Glafira Ivanovna Alymova (1758-1826) was a Russian lady in waiting and harpist.

== Biography ==
Glafira Alymova was the daughter of Colonel Ivan Akinfievich Alymov, who died very shortly before her birth, as she discussed in her autobiography. She lived a difficult childhood without much parental affection or care; she was the nineteenth child born to her mother, who did not bond with the young Glafira.

At age 7 she was sent to the pioneering Smolny Institute, where she studied from 1764 to 1776, as one of its first students; there, she excelled in music. While she was a student there, one of the trustees of the school, the powerful Ivan Betskoi (a man 55 years older than Glafira), became infatuated with her, and in her autobiography she describes his pursuit and continual harassment of her. This continued even past her graduation, when, she being at this point an orphan without options, he promised to treat her as a daughter, as long as she agreed to live with him, and only marry a man who would agree to live with them in Betskoi's home. Reluctantly, she agreed, but once she lived in Betskoi's home, he continued to isolate and harass her.

On her graduation in 1776, she was decorated as one of its five best students, and was made lady in waiting to the Empress Catherine the Great. The Empress was fond of her because of her good humor and temperament.

In 1777, she received a proposal from Alexei Rshevskii, a nobleman and writer, who was 20 years older than her. Though Betskoi greeted the proposal with rage, he grudgingly permitted it, if only to frustrate other suitors who had begun to pursue Glafira. Despite Betskoi's attempts at sabotage, she and Rzhevskii were married, though for a time they were forced to live with Betskoi, until they were able to flee. Rzhevskii became a senator and privy councillor.

In 1805 she married Hippolyte Masclet. This second marriage, to a man twenty years younger than her and of lower social status, was regarded a scandal.

Mariya Svistunova was her eldest child and only daughter.

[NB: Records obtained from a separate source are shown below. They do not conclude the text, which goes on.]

//! The JSON envelope shared by every endpoint, plus pagination helpers.

use actix_web::HttpResponse;
use serde::{Deserialize, Serialize};

pub const DEFAULT_PER_PAGE: i64 = 15;
pub const MAX_PER_PAGE: i64 = 100;
/// Highest page number honored; larger requests read as this page.
pub const MAX_PAGE: i64 = 1_000_000;

/// `{"success": bool, "message": string|null, "data": T|null}`
#[derive(Debug, Serialize, Deserialize)]
pub struct ApiResponse<T> {
    pub success: bool,
    pub message: Option<String>,
    pub data: Option<T>,
}

impl<T: Serialize> ApiResponse<T> {
    pub fn success(data: T, message: Option<String>) -> Self {
        Self {
            success: true,
            message,
            data: Some(data),
        }
    }
}

/// `200 OK` with `data`.
pub fn ok<T: Serialize>(data: T) -> HttpResponse {
    HttpResponse::Ok().json(ApiResponse::success(data, None))
}

/// `200 OK` with `data` and a human-readable message.
pub fn ok_with_message<T: Serialize>(message: &str, data: T) -> HttpResponse {
    HttpResponse::Ok().json(ApiResponse::success(data, Some(message.to_string())))
}

/// `201 Created`.
pub fn created<T: Serialize>(message: &str, data: T) -> HttpResponse {
    HttpResponse::Created().json(ApiResponse::success(data, Some(message.to_string())))
}

/// Query parameters accepted by every list endpoint.
#[derive(Debug, Clone, Deserialize)]
pub struct PageQuery {
    #[serde(default = "default_page")]
    pub page: i64,
    #[serde(default = "default_per_page")]
    pub per_page: i64,
}

fn default_page() -> i64 {
    1
}

fn default_per_page() -> i64 {
    DEFAULT_PER_PAGE
}

impl Default for PageQuery {
    fn default() -> Self {
        Self {
            page: 1,
            per_page: DEFAULT_PER_PAGE,
        }
    }
}

impl PageQuery {
    pub fn page(&self) -> i64 {
        self.page.clamp(1, MAX_PAGE)
    }

    pub fn limit(&self) -> i64 {
        self.per_page.clamp(1, MAX_PER_PAGE)
    }

    pub fn offset(&self) -> i64 {
        (self.page() - 1) * self.limit()
    }
}

/// One page of a list endpoint.
#[derive(Debug, Serialize, Deserialize)]
pub struct Page<T> {
    pub items: Vec<T>,
    pub total: i64,
    pub page: i64,
    pub per_page: i64,
    pub last_page: i64,
}

impl<T> Page<T> {
    pub fn new(items: Vec<T>, total: i64, query: &PageQuery) -> Self {
        let per_page = query.limit();
        Self {
            items,
            total,
            page: query.page(),
            per_page,
            last_page: ((total + per_page - 1) / per_page).max(1),
        }
    }
}

#[cfg(test)]
mod tests {
    use super::*;
    use pretty_assertions::assert_eq;

    #[test]
    fn test_page_query_clamps() {
        let query = PageQuery {
            page: 0,
            per_page: 1_000,
        };
        assert_eq!(query.page(), 1);
        assert_eq!(query.limit(), MAX_PER_PAGE);
        assert_eq!(query.offset(), 0);

        let query = PageQuery {
            page: 3,
            per_page: 10,
        };
        assert_eq!(query.offset(), 20);
    }

    #[test]
    fn test_huge_page_does_not_overflow_offset() {
        let query = PageQuery {
            page: i64::MAX,
            per_page: 15,
        };
        assert_eq!(query.page(), MAX_PAGE);
        assert_eq!(query.offset(), (MAX_PAGE - 1) * 15);

        let query = PageQuery {
            page: i64::MAX,
            per_page: i64::MAX,
        };
        assert!(query.offset() > 0);
    }

    #[test]
    fn test_last_page() {
        let query = PageQuery::default();
        assert_eq!(Page::<()>::new(vec![], 0, &query).last_page, 1);
        assert_eq!(Page::<()>::new(vec![], 15, &query).last_page, 1);
        assert_eq!(Page::<()>::new(vec![], 16, &query).last_page, 2);
    }

    #[test]
    fn test_page_query_defaults_from_empty_query_string() {
        let query: PageQuery = serde_json::from_str("{}").unwrap();
        assert_eq!(query.page, 1);
        assert_eq!(query.per_page, DEFAULT_PER_PAGE);
    }
}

Glafira Alymova was regarded as one of the best harpists of her time. She was awarded the order of St Catherine by Empress Catherine.

== Sources ==
- Ржевская Г. И. (Алымова) Памятные записки Глафиры Ивановны Ржевской // Русский архив, 1871. — Кн. 1. — Вып. 1. — Стб. 1-52.
- Дмитрий Григорьевич Левицкий 1735—1822: Каталог временной выставки — Государственный русский музей. — Л.: «Искусство», Ленинградское отделение, 1987. — 142 с.
- Казовский, Михаил. Екатерина: мудрость и любовь: историческая повесть. — М.: Подвиг, 2010.